今回の改正点の目標は以下の3つになるのです。
- 公正性の向上
- 使いやすさの向上
- 国民の救済手段の充実・拡大
せっかくいい方向に改正されたのですから、何とか少しでもよい方向の運用になっていくように努力したいと思います。
社会保険審査会による再審査請求の裁決例
厚生労働省ホームページに、社会保険審査会による再審査請求の裁決例(平成28・29年度分が追加)が掲載されました。
掲載されている事例の数をまとめてみました。
障害年金関係が一番多く掲載されています。
なお、わかりずらいのですが、棄却と却下に関して以下の違いがあります。
棄却 申立てを理由がないとして、また法に合わないとして、無効の言渡しをすること。
却下 申立てや提案などをそもそも受け付けないこと。
法的には違いますが、駄目という意味では同じなので、表現の違いというくらいでご理解ください。
裁決例と内訳
次に再審査請求の裁決例の掲載数を計算してみました。
上が平成27年。下が28.29年の数値です。
【健康保険】
・傷病手当金
6事例(容認3・棄却3)
3事例(容認2・棄却1)
・療養費
6事例(容認1・棄却5)
11事例(容認8・棄却3)
・被保険者資格・標準報酬
2事例(容認2)
1事例(容認1)
【厚生年金保険】
・老齢給付
5事例(容認2・棄却3)
3事例(棄却3)
・障害給付
37事例(容認11・一部容認8・棄却17・却下1)
16事例(容認14・一部容認3・棄却2)
・遺族給付
10事例(容認7・棄却3)
9事例(容認6・棄却3)
・被保険者資格・標準報酬
2事例(棄却3)
5事例(容認2・棄却3)
・その他
2事例(容認2)
8事例(容認5・棄却3)
【健康保険・厚生年金保険共通】
・保険料
1事例(棄却1)
3事例(棄却2・却下1)
【国民年金】
・障害給付
24事例(容認11・棄却13)
6事例(容認2・棄却4)
・遺族給付
2事例(容認1・棄却1)
・保険料
1事例(容認1)
1事例(容認1)
・その他
3事例(容認1・棄却2)
3事例(容認1・棄却2)
これは掲載数というだけで、裁決の実数ではありません。
件数でいうと容認と棄却で同じくらいの件数を載せていますが・・・実際は棄却が数倍あるのに、落ちたものはあまり掲載しないという感じではあります。
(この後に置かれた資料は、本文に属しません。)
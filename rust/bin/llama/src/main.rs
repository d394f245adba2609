//! `llama`: command-line client for the llama catalog.
//!
//! Talks to any server exposing the entity API (e.g. `llamad`). Server
//! URLs are kept as named contexts in `~/.llama/config.toml`.

mod commands;
mod config;

use std::path::{Path, PathBuf};

use clap::{Parser, Subcommand};

use commands::catalog::FieldArgs;
use commands::Output;

/// Llama catalog CLI.
#[derive(Parser, Debug)]
#[command(name = "llama", about = "Llama catalog client", version)]
struct Cli {
    /// Path to client config file (default: ~/.llama/config.toml).
    #[arg(long = "config", global = true)]
    config: Option<String>,

    /// Server URL, overriding the current context.
    #[arg(long = "server", global = true)]
    server: Option<String>,

    /// Output format.
    #[arg(long = "output", short = 'o', global = true, value_enum, default_value_t = Output::Table)]
    output: Output,

    #[command(subcommand)]
    command: Commands,
}

#[derive(Subcommand, Debug)]
enum Commands {
    /// List llamas.
    List {
        /// Only favorites.
        #[arg(long)]
        favorites: bool,
    },

    /// Show one llama.
    Show { id: String },

    /// Add a llama. Name, breed and color are required.
    Add {
        #[command(flatten)]
        fields: FieldArgs,
    },

    /// Edit a llama. Unset flags keep their current value.
    Edit {
        id: String,
        #[command(flatten)]
        fields: FieldArgs,
    },

    /// Toggle a llama's favorite flag.
    Favorite { id: String },

    /// Request deletion (the server keeps the record).
    Delete { id: String },

    /// Manage server contexts.
    Context {
        #[command(subcommand)]
        action: ContextAction,
    },
}

#[derive(Subcommand, Debug)]
enum ContextAction {
    /// List all contexts.
    List,
    /// Create or update a context. Takes its URL from the global `--server`.
    Set { name: String },
    /// Switch the current context.
    Use { name: String },
    /// Delete a context.
    Delete { name: String },
}

#[tokio::main]
async fn main() -> anyhow::Result<()> {
    tracing_subscriber::fmt()
        .with_writer(std::io::stderr)
        .with_env_filter(
            tracing_subscriber::EnvFilter::try_from_default_env()
                .unwrap_or_else(|_| "warn".into()),
        )
        .init();

    let cli = Cli::parse();

    let config_path = cli
        .config
        .clone()
        .map(PathBuf::from)
        .unwrap_or_else(config::ClientConfig::default_path);

    match &cli.command {
        Commands::Context { action } => match action {
            ContextAction::List => commands::context::list(&config_path),
            ContextAction::Set { name } => {
                commands::context::set(name, cli.server.as_deref(), &config_path)
            }
            ContextAction::Use { name } => commands::context::use_context(name, &config_path),
            ContextAction::Delete { name } => commands::context::delete(name, &config_path),
        },
        Commands::List { favorites } => {
            let server = resolve_server(&cli, &config_path)?;
            commands::catalog::list(&server, *favorites, cli.output).await
        }
        Commands::Show { id } => {
            let server = resolve_server(&cli, &config_path)?;
            commands::catalog::show(&server, id, cli.output).await
        }
        Commands::Add { fields } => {
            let server = resolve_server(&cli, &config_path)?;
            commands::catalog::add(&server, fields, cli.output).await
        }
        Commands::Edit { id, fields } => {
            let server = resolve_server(&cli, &config_path)?;
            commands::catalog::edit(&server, id, fields, cli.output).await
        }
        Commands::Favorite { id } => {
            let server = resolve_server(&cli, &config_path)?;
            commands::catalog::favorite(&server, id, cli.output).await
        }
        Commands::Delete { id } => {
            let server = resolve_server(&cli, &config_path)?;
            commands::catalog::delete(&server, id).await
        }
    }
}

fn resolve_server(cli: &Cli, config_path: &Path) -> anyhow::Result<String> {
    let server = config::ClientConfig::load(config_path)?.resolve_server(cli.server.as_deref())?;
    tracing::debug!(server = %server, "using server");
    Ok(server)
}
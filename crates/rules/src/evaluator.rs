//! Per-record rule evaluation with per-rule fault isolation.
//!
//! Each rule is evaluated independently against a prepared field context.
//! A rule that fails — unparseable condition, unknown field, type mismatch —
//! contributes no violations and cannot abort the remaining rules or the
//! surrounding scan; it surfaces as [`RuleOutcome::Errored`] and a warning
//! log line instead of disappearing silently.

use donorwatch_core::ContributionRecord;
use tracing::warn;

use crate::expr::{evaluate as eval_expr, FieldSource, Value};
use crate::schema::{Condition, DonationSnapshot, Rule, Violation};

// ── Prepared record context ─────────────────────────────────────────

/// Field context a record exposes to rule conditions.
///
/// Prepared once per record: amount coerced to a number (0 when absent),
/// state/occupation/employer uppercased, date rendered as an ISO string.
/// Conditions can resolve the interface field names or, for compatibility
/// with rules written against the raw FEC columns, their uppercase aliases.
#[derive(Debug, Clone)]
pub struct RecordContext {
    name: String,
    state: String,
    occupation: String,
    employer: String,
    amount: f64,
    date_iso: Option<String>,
    committee_id: String,
}

impl RecordContext {
    pub fn prepare(record: &ContributionRecord) -> Self {
        Self {
            name: record.name.clone(),
            state: record.state.to_uppercase(),
            occupation: record.occupation.to_uppercase(),
            employer: record.employer.to_uppercase(),
            amount: record.transaction_amount.unwrap_or(0.0),
            date_iso: record.date_iso(),
            committee_id: record.committee_id.clone(),
        }
    }

    /// The violation projection for this record.
    pub fn snapshot(&self) -> DonationSnapshot {
        DonationSnapshot {
            name: self.name.clone(),
            amount: self.amount,
            state: self.state.clone(),
            occupation: self.occupation.clone(),
            employer: self.employer.clone(),
            date: self.date_iso.clone(),
            committee_id: self.committee_id.clone(),
        }
    }
}

impl FieldSource for RecordContext {
    fn field(&self, name: &str) -> Option<Value> {
        let date = || match &self.date_iso {
            Some(d) => Value::Str(d.clone()),
            None => Value::Null,
        };
        match name {
            "name" | "NAME" => Some(Value::Str(self.name.clone())),
            "state" | "STATE" => Some(Value::Str(self.state.clone())),
            "occupation" | "OCCUPATION" => Some(Value::Str(self.occupation.clone())),
            "employer" | "EMPLOYER" => Some(Value::Str(self.employer.clone())),
            "transactionAmount" | "TRANSACTION_AMT" => Some(Value::Num(self.amount)),
            "transactionDate" | "TRANSACTION_DT" => Some(date()),
            "committeeId" | "CMTE_ID" => Some(Value::Str(self.committee_id.clone())),
            _ => None,
        }
    }
}

// ── Per-rule outcomes ───────────────────────────────────────────────

/// What happened when one rule met one record.
#[derive(Debug, Clone, PartialEq)]
pub enum RuleOutcome {
    Matched,
    NotMatched,
    /// The rule could not be evaluated; the reason is kept so callers can
    /// count or report skipped rules.
    Errored(String),
}

impl RuleOutcome {
    pub fn is_errored(&self) -> bool {
        matches!(self, RuleOutcome::Errored(_))
    }
}

/// Violations plus the per-rule outcome trail for one record.
#[derive(Debug, Clone)]
pub struct Evaluation {
    pub violations: Vec<Violation>,
    /// One outcome per rule, in rule order.
    pub outcomes: Vec<RuleOutcome>,
}

impl Evaluation {
    pub fn errored_count(&self) -> usize {
        self.outcomes.iter().filter(|o| o.is_errored()).count()
    }
}

// ── Evaluation ──────────────────────────────────────────────────────

/// Evaluate every rule against one record, returning the violations.
pub fn evaluate(record: &ContributionRecord, rules: &[Rule]) -> Vec<Violation> {
    evaluate_with_outcomes(record, rules).violations
}

/// Evaluate every rule against one record, keeping the outcome of each
/// rule alongside the violations.
pub fn evaluate_with_outcomes(record: &ContributionRecord, rules: &[Rule]) -> Evaluation {
    let context = RecordContext::prepare(record);
    let mut violations = Vec::new();
    let mut outcomes = Vec::with_capacity(rules.len());

    for rule in rules {
        let outcome = evaluate_rule(rule, &context);
        if let RuleOutcome::Errored(reason) = &outcome {
            warn!(rule_id = %rule.id, reason = %reason, "rule skipped for record");
        }
        if outcome == RuleOutcome::Matched {
            violations.push(Violation {
                rule_id: rule.id.clone(),
                message: rule.message.clone(),
                donation: context.snapshot(),
            });
        }
        outcomes.push(outcome);
    }

    Evaluation { violations, outcomes }
}

fn evaluate_rule(rule: &Rule, context: &RecordContext) -> RuleOutcome {
    let expr = match &rule.condition {
        Condition::Ready(expr) => expr,
        Condition::Empty => return RuleOutcome::NotMatched,
        Condition::Invalid { error, .. } => {
            return RuleOutcome::Errored(format!("condition failed to parse: {error}"));
        }
    };

    match eval_expr(expr, context) {
        Ok(Value::Bool(true)) => RuleOutcome::Matched,
        Ok(Value::Bool(false)) => RuleOutcome::NotMatched,
        Ok(other) => RuleOutcome::Errored(format!(
            "condition produced {} instead of a boolean",
            other.type_name()
        )),
        Err(e) => RuleOutcome::Errored(e.to_string()),
    }
}

// ── Batch scan ──────────────────────────────────────────────────────

/// Violations plus an errored-rule-evaluation count for a whole scan.
#[derive(Debug, Clone, Default)]
pub struct ScanReport {
    pub violations: Vec<Violation>,
    /// Total (record, rule) evaluations that errored across the scan.
    pub errored: usize,
}

/// Evaluate the rule set against every record in order.
pub fn scan<'a, I>(records: I, rules: &[Rule]) -> ScanReport
where
    I: IntoIterator<Item = &'a ContributionRecord>,
{
    let mut report = ScanReport::default();
    for record in records {
        let evaluation = evaluate_with_outcomes(record, rules);
        report.errored += evaluation.errored_count();
        report.violations.extend(evaluation.violations);
    }
    report
}

// ── Tests ───────────────────────────────────────────────────────────
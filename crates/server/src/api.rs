use std::sync::Arc;

use axum::extract::{Multipart, Query, State};
use axum::http::{header, StatusCode};
use axum::Json;
use serde::{Deserialize, Serialize};

use donorwatch_rules::{scan, Violation};
use donorwatch_search::{bulk_search, ScoredMatch};

use crate::export;
use crate::state::AppState;

// ── Health ────────────────────────────────────────────────────────

#[derive(Serialize)]
pub struct PingResponse {
    pub status: &'static str,
}

pub async fn ping() -> Json<PingResponse> {
    Json(PingResponse { status: "ok" })
}

// ── Search ────────────────────────────────────────────────────────

#[derive(Deserialize)]
pub struct SearchRequest {
    pub names: Vec<String>,
    #[serde(default)]
    pub city: String,
}

#[derive(Serialize)]
pub struct SearchResponse {
    pub results: Vec<ScoredMatch>,
    pub count: usize,
}

pub async fn search(
    State(state): State<Arc<AppState>>,
    Json(req): Json<SearchRequest>,
) -> Json<SearchResponse> {
    let results = bulk_search(&state.records, &req.names, &req.city);
    Json(SearchResponse {
        count: results.len(),
        results,
    })
}

// ── Upload & export ───────────────────────────────────────────────

#[derive(Deserialize)]
pub struct CityParam {
    #[serde(default)]
    pub city: String,
}

#[derive(Serialize)]
pub struct ErrorResponse {
    pub error: String,
}

type ApiError = (StatusCode, Json<ErrorResponse>);

fn bad_request(message: &str) -> ApiError {
    (
        StatusCode::BAD_REQUEST,
        Json(ErrorResponse {
            error: message.to_string(),
        }),
    )
}

pub async fn upload(
    State(state): State<Arc<AppState>>,
    Query(params): Query<CityParam>,
    multipart: Multipart,
) -> Result<Json<SearchResponse>, ApiError> {
    let names = names_from_multipart(multipart).await?;
    let results = bulk_search(&state.records, &names, &params.city);
    Ok(Json(SearchResponse {
        count: results.len(),
        results,
    }))
}

pub async fn export(
    State(state): State<Arc<AppState>>,
    Query(params): Query<CityParam>,
    multipart: Multipart,
) -> Result<([(header::HeaderName, &'static str); 2], String), ApiError> {
    let names = names_from_multipart(multipart).await?;
    let results = bulk_search(&state.records, &names, &params.city);

    let csv = export::to_csv(&results).map_err(|e| {
        tracing::warn!(error = %e, "CSV export failed");
        (
            StatusCode::INTERNAL_SERVER_ERROR,
            Json(ErrorResponse {
                error: "Failed to render CSV export.".to_string(),
            }),
        )
    })?;

    Ok((
        [
            (header::CONTENT_TYPE, "text/csv"),
            (
                header::CONTENT_DISPOSITION,
                "attachment; filename=contributions.csv",
            ),
        ],
        csv,
    ))
}

/// Pull the uploaded name file out of the multipart body.
async fn names_from_multipart(mut multipart: Multipart) -> Result<Vec<String>, ApiError> {
    while let Some(field) = multipart
        .next_field()
        .await
        .map_err(|_| bad_request("Malformed multipart upload."))?
    {
        if field.name() != Some("file") {
            continue;
        }
        let filename = field.file_name().unwrap_or("").to_string();
        let bytes = field
            .bytes()
            .await
            .map_err(|_| bad_request("Failed to read uploaded file."))?;

        let text = String::from_utf8(bytes.to_vec())
            .map_err(|_| bad_request("Unable to decode file. Please upload UTF-8 text."))?;

        let names = names_from_text(&filename, &text);
        if names.is_empty() {
            return Err(bad_request("No names found in uploaded file."));
        }
        return Ok(names);
    }

    Err(bad_request("Missing `file` field in upload."))
}

/// A `.csv` upload contributes the first column of each row; anything else
/// is treated as plain text with one name per line.
fn names_from_text(filename: &str, text: &str) -> Vec<String> {
    if filename.ends_with(".csv") {
        let mut reader = csv::ReaderBuilder::new()
            .has_headers(false)
            .flexible(true)
            .from_reader(text.as_bytes());
        reader
            .records()
            .filter_map(|row| row.ok())
            .filter_map(|row| row.get(0).map(|s| s.trim().to_string()))
            .filter(|name| !name.is_empty())
            .collect()
    } else {
        text.lines()
            .map(str::trim)
            .filter(|line| !line.is_empty())
            .map(str::to_string)
            .collect()
    }
}

// ── Compliance scan ───────────────────────────────────────────────

#[derive(Serialize)]
pub struct ComplianceResponse {
    pub violations: Vec<Violation>,
    pub count: usize,
    /// (record, rule) evaluations skipped because the rule errored —
    /// non-zero means some rules are silently contributing nothing.
    pub errored_rule_evaluations: usize,
}

pub async fn compliance(
    State(state): State<Arc<AppState>>,
    Json(req): Json<SearchRequest>,
) -> Json<ComplianceResponse> {
    let matches = bulk_search(&state.records, &req.names, &req.city);
    let report = scan(matches.iter().map(|m| &m.record), &state.rules);

    Json(ComplianceResponse {
        count: report.violations.len(),
        violations: report.violations,
        errored_rule_evaluations: report.errored,
    })
}

// ── Tests ─────────────────────────────────────────────────────────
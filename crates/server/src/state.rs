use donorwatch_core::ContributionRecord;
use donorwatch_rules::Rule;

/// Immutable snapshot shared by every handler.
///
/// Loaded once at startup; search and rule evaluation are pure functions
/// over it, so no interior locking is needed.
pub struct AppState {
    pub records: Vec<ContributionRecord>,
    pub rules: Vec<Rule>,
}
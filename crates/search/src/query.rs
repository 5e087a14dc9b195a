//! Single-query search over a record snapshot.

use donorwatch_core::ContributionRecord;
use serde::{Deserialize, Serialize};

use crate::matcher::{CityPredicate, NamePredicate};
use crate::score::token_set_ratio;

/// Score floor accepted on [`MatchQuery`]. Advisory only — see `min_score`.
pub const DEFAULT_MIN_SCORE: u32 = 90;

/// One search request: a free-text donor name and an optional city filter.
#[derive(Debug, Clone, Serialize, Deserialize)]
pub struct MatchQuery {
    pub name: String,
    /// Case-insensitive city substring; empty = no city filter.
    #[serde(default)]
    pub city: String,
    /// Accepted as configuration but not enforced as an exclusion
    /// threshold: only token containment excludes records, and the score
    /// is used for ordering. Kept so callers can pass it through until the
    /// intended behavior is settled.
    #[serde(default = "default_min_score")]
    pub min_score: u32,
}

fn default_min_score() -> u32 {
    DEFAULT_MIN_SCORE
}

impl MatchQuery {
    pub fn new(name: impl Into<String>, city: impl Into<String>) -> Self {
        Self {
            name: name.into(),
            city: city.into(),
            min_score: DEFAULT_MIN_SCORE,
        }
    }
}

/// A record that survived filtering, with its ranking score.
#[derive(Debug, Clone, Serialize, Deserialize)]
pub struct ScoredMatch {
    #[serde(flatten)]
    pub record: ContributionRecord,
    pub score: u32,
}

/// Run one query against the snapshot, returning matches ranked by score.
///
/// City filter first, then token containment, then scoring against the full
/// query string. The sort is stable and descending: equal scores keep their
/// original snapshot order.
pub fn search(records: &[ContributionRecord], query: &MatchQuery) -> Vec<ScoredMatch> {
    let name_pred = NamePredicate::new(&query.name);
    let city_pred = CityPredicate::new(&query.city);

    let mut matches: Vec<ScoredMatch> = records
        .iter()
        .filter(|r| city_pred.matches(&r.city))
        .filter(|r| name_pred.matches(&r.name))
        .map(|r| ScoredMatch {
            record: r.clone(),
            score: token_set_ratio(&query.name, &r.name),
        })
        .collect();

    matches.sort_by(|a, b| b.score.cmp(&a.score));
    matches
}

#[cfg(test)]
mod tests {
    use super::*;

    fn record(name: &str, city: &str, sub_id: &str) -> ContributionRecord {
        ContributionRecord {
            committee_id: "C00000001".to_string(),
            name: name.to_string(),
            city: city.to_string(),
            state: "TX".to_string(),
            occupation: "ENGINEER".to_string(),
            employer: "ACME".to_string(),
            transaction_date: None,
            transaction_amount: Some(250.0),
            entity_type: "IND".to_string(),
            sub_id: Some(sub_id.to_string()),
            other_id: None,
        }
    }

    #[test]
    fn token_match_is_order_independent_with_city() {
        let records = vec![record("JOHN SMITH", "DALLAS", "1")];
        let results = search(&records, &MatchQuery::new("SMITH JOHN", "dallas"));

        assert_eq!(results.len(), 1);
        assert_eq!(results[0].score, 100);
    }

    #[test]
    fn all_tokens_must_be_present() {
        let records = vec![
            record("JOHN SMITH", "DALLAS", "1"),
            record("JOHN DOE", "DALLAS", "2"),
        ];
        let results = search(&records, &MatchQuery::new("john smith", ""));

        assert_eq!(results.len(), 1);
        assert_eq!(results[0].record.name, "JOHN SMITH");
    }

    #[test]
    fn city_filter_excludes_other_cities() {
        let records = vec![
            record("JOHN SMITH", "DALLAS", "1"),
            record("JOHN SMITH", "AUSTIN", "2"),
        ];
        let results = search(&records, &MatchQuery::new("smith", "dal"));

        assert_eq!(results.len(), 1);
        assert_eq!(results[0].record.city, "DALLAS");
    }

    #[test]
    fn empty_query_returns_whole_snapshot() {
        let records = vec![
            record("JOHN SMITH", "DALLAS", "1"),
            record("JANE DOE", "AUSTIN", "2"),
            record("", "HOUSTON", "3"),
        ];
        let results = search(&records, &MatchQuery::new("", ""));

        assert_eq!(results.len(), 3);
    }

    #[test]
    fn results_sorted_descending_by_score() {
        let records = vec![
            record("JOHN SMITHSON", "DALLAS", "1"),
            record("JOHN SMITH", "DALLAS", "2"),
        ];
        let results = search(&records, &MatchQuery::new("john smith", ""));

        assert_eq!(results.len(), 2);
        assert_eq!(results[0].record.name, "JOHN SMITH");
        assert_eq!(results[0].score, 100);
        assert!(results[1].score < 100);
    }

    #[test]
    fn equal_scores_keep_snapshot_order() {
        // All three score 100 against "smith" (token-set subset), so the
        // stable sort must preserve snapshot order.
        let records = vec![
            record("SMITH ADAM", "DALLAS", "1"),
            record("SMITH", "DALLAS", "2"),
            record("SMITH ADAM", "DALLAS", "3"),
        ];
        let results = search(&records, &MatchQuery::new("smith", ""));

        let order: Vec<&str> = results
            .iter()
            .map(|m| m.record.sub_id.as_deref().unwrap())
            .collect();
        assert_eq!(order, vec!["1", "2", "3"]);
        assert!(results.iter().all(|m| m.score == 100));
    }

    #[test]
    fn min_score_does_not_exclude() {
        let records = vec![record("SMITHERS-JOHNSON, BARTHOLOMEW", "DALLAS", "1")];
        let mut query = MatchQuery::new("smith john", "");
        query.min_score = 99;

        // Token containment passes, so the record stays even though its
        // score is below min_score.
        let results = search(&records, &query);
        assert_eq!(results.len(), 1);
        assert!(results[0].score < 99);
    }
}
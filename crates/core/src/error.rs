use thiserror::Error;

#[derive(Error, Debug)]
pub enum DonorwatchError {
    #[error("IO error: {0}")]
    Io(#[from] std::io::Error),

    #[error("Malformed record: {0}")]
    MalformedRecord(String),

    #[error("Snapshot error: {0}")]
    Snapshot(String),

    #[error("{0}")]
    Other(String),
}
use std::path::Path;

use chrono::NaiveDate;
use donorwatch_core::{ContributionRecord, DonorwatchError};
use tracing::{info, warn};

// Column positions in the FEC "contributions by individuals" file layout.
// The file is pipe-delimited with no header row.
const CMTE_ID: usize = 0;
const ENTITY_TP: usize = 6;
const NAME: usize = 7;
const CITY: usize = 8;
const STATE: usize = 9;
const EMPLOYER: usize = 11;
const OCCUPATION: usize = 12;
const TRANSACTION_DT: usize = 13;
const TRANSACTION_AMT: usize = 14;
const OTHER_ID: usize = 15;
const SUB_ID: usize = 20;

/// Minimum field count for a row to be usable (through SUB_ID).
const MIN_FIELDS: usize = 21;

pub struct FecImporter;

impl FecImporter {
    /// Read a pipe-delimited FEC individual-contributions file into records.
    ///
    /// Only individual donors survive: rows whose entity type is not `IND`
    /// or that carry a conduit `OTHER_ID` are dropped. Malformed rows are
    /// skipped with a warning; they never abort the load.
    pub fn import(path: &Path) -> Result<Vec<ContributionRecord>, DonorwatchError> {
        let file = std::fs::File::open(path)?;
        let mut reader = csv::ReaderBuilder::new()
            .delimiter(b'|')
            .has_headers(false)
            .flexible(true)
            .from_reader(file);

        let mut records = Vec::new();
        let mut skipped = 0u64;
        let mut dropped = 0u64;

        for (line_no, row) in reader.records().enumerate() {
            let row = match row {
                Ok(r) => r,
                Err(e) => {
                    warn!(line = line_no + 1, error = %e, "skipping unreadable row");
                    skipped += 1;
                    continue;
                }
            };

            if row.len() < MIN_FIELDS {
                warn!(line = line_no + 1, fields = row.len(), "skipping short row");
                skipped += 1;
                continue;
            }

            // Individual donors only; conduit records carry an OTHER_ID.
            if row.get(ENTITY_TP).map(str::trim) != Some("IND") {
                dropped += 1;
                continue;
            }
            if !field(&row, OTHER_ID).is_empty() {
                dropped += 1;
                continue;
            }

            records.push(ContributionRecord {
                committee_id: field(&row, CMTE_ID),
                name: upper_trimmed(&row, NAME),
                city: upper_trimmed(&row, CITY),
                state: field(&row, STATE),
                occupation: field(&row, OCCUPATION),
                employer: field(&row, EMPLOYER),
                transaction_date: parse_date(row.get(TRANSACTION_DT).unwrap_or("")),
                transaction_amount: parse_amount(row.get(TRANSACTION_AMT).unwrap_or("")),
                entity_type: field(&row, ENTITY_TP),
                sub_id: non_empty(field(&row, SUB_ID)),
                other_id: None,
            });
        }

        info!(
            records = records.len(),
            dropped_non_individual = dropped,
            skipped_malformed = skipped,
            path = %path.display(),
            "loaded contribution snapshot"
        );
        Ok(records)
    }
}

fn field(row: &csv::StringRecord, idx: usize) -> String {
    row.get(idx).unwrap_or("").trim().to_string()
}

fn upper_trimmed(row: &csv::StringRecord, idx: usize) -> String {
    row.get(idx).unwrap_or("").trim().to_uppercase()
}

fn non_empty(s: String) -> Option<String> {
    if s.is_empty() {
        None
    } else {
        Some(s)
    }
}

/// FEC dates are MMDDYYYY. Anything unparseable becomes `None`.
fn parse_date(raw: &str) -> Option<NaiveDate> {
    NaiveDate::parse_from_str(raw.trim(), "%m%d%Y").ok()
}

fn parse_amount(raw: &str) -> Option<f64> {
    raw.trim().parse::<f64>().ok().filter(|a| a.is_finite())
}

#[cfg(test)]
mod tests {
    use super::*;
    use std::io::Write;

    // Layout: CMTE|AMNDT|RPT|PGI|IMAGE|TP|ENTITY|NAME|CITY|STATE|ZIP|EMPLOYER|
    //         OCCUPATION|DT|AMT|OTHER_ID|TRAN_ID|FILE_NUM|MEMO_CD|MEMO_TEXT|SUB_ID
    fn line(entity: &str, name: &str, city: &str, dt: &str, amt: &str, other: &str, sub: &str) -> String {
        format!(
            "C00401224|N|M3|P|201702069042410893|15|{entity}|{name}|{city}|TX|75001|ACME CORP|ENGINEER|{dt}|{amt}|{other}|SA11AI.109|1148803|||{sub}"
        )
    }

    fn import_str(contents: &str) -> Vec<ContributionRecord> {
        let mut f = tempfile::NamedTempFile::new().unwrap();
        f.write_all(contents.as_bytes()).unwrap();
        FecImporter::import(f.path()).unwrap()
    }

    #[test]
    fn parses_individual_row() {
        let records = import_str(&line("IND", "smith, john", "dallas", "01152018", "250", "", "4020820181532341437"));
        assert_eq!(records.len(), 1);

        let r = &records[0];
        assert_eq!(r.committee_id, "C00401224");
        assert_eq!(r.name, "SMITH, JOHN");
        assert_eq!(r.city, "DALLAS");
        assert_eq!(r.state, "TX");
        assert_eq!(r.transaction_date, NaiveDate::from_ymd_opt(2018, 1, 15));
        assert_eq!(r.transaction_amount, Some(250.0));
        assert_eq!(r.sub_id.as_deref(), Some("4020820181532341437"));
    }

    #[test]
    fn drops_organizations_and_conduits() {
        let contents = [
            line("ORG", "MEGA PAC", "AUSTIN", "01152018", "5000", "", "1"),
            line("IND", "DOE, JANE", "AUSTIN", "01152018", "100", "C00123456", "2"),
            line("IND", "DOE, JANE", "AUSTIN", "01152018", "100", "", "3"),
        ]
        .join("\n");

        let records = import_str(&contents);
        assert_eq!(records.len(), 1);
        assert_eq!(records[0].sub_id.as_deref(), Some("3"));
    }

    #[test]
    fn bad_date_and_amount_become_none() {
        let records = import_str(&line("IND", "DOE, JANE", "AUSTIN", "99999999", "abc", "", "4"));
        assert_eq!(records.len(), 1);
        assert_eq!(records[0].transaction_date, None);
        assert_eq!(records[0].transaction_amount, None);
    }

    #[test]
    fn short_rows_are_skipped_not_fatal() {
        let contents = format!(
            "only|three|fields\n{}",
            line("IND", "DOE, JANE", "AUSTIN", "01152018", "100", "", "5")
        );
        let records = import_str(&contents);
        assert_eq!(records.len(), 1);
    }

    #[test]
    fn blank_name_survives_as_empty_string() {
        let records = import_str(&line("IND", "  ", "AUSTIN", "01152018", "100", "", "6"));
        assert_eq!(records.len(), 1);
        assert_eq!(records[0].name, "");
    }
}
しかし、こういったものをある程度、情報公開するようになってきたのは大事なことです。
ある程度審査の方向性というか、考え方のいったんをみることはできますので。
社会保険審査会 年度別(再)審査請求受付・裁決件数等の推移
引用元: 厚生労働省社会保険審査会 年度別(再)審査請求受付・裁決件数等の推移
社会保険審査会 年度別・制度別(再)審査請求受付状況
引用元: 厚生労働省社会保険審査会 年度別・制度別(再)審査請求受付状況
裁決例一覧
引用元: 裁決例一覧
社会保険審査会は、健康保険、船員保険、厚生年金保険及び国民年金の給付等処分に関して、第2審として行政不服審査を行う国の機関です。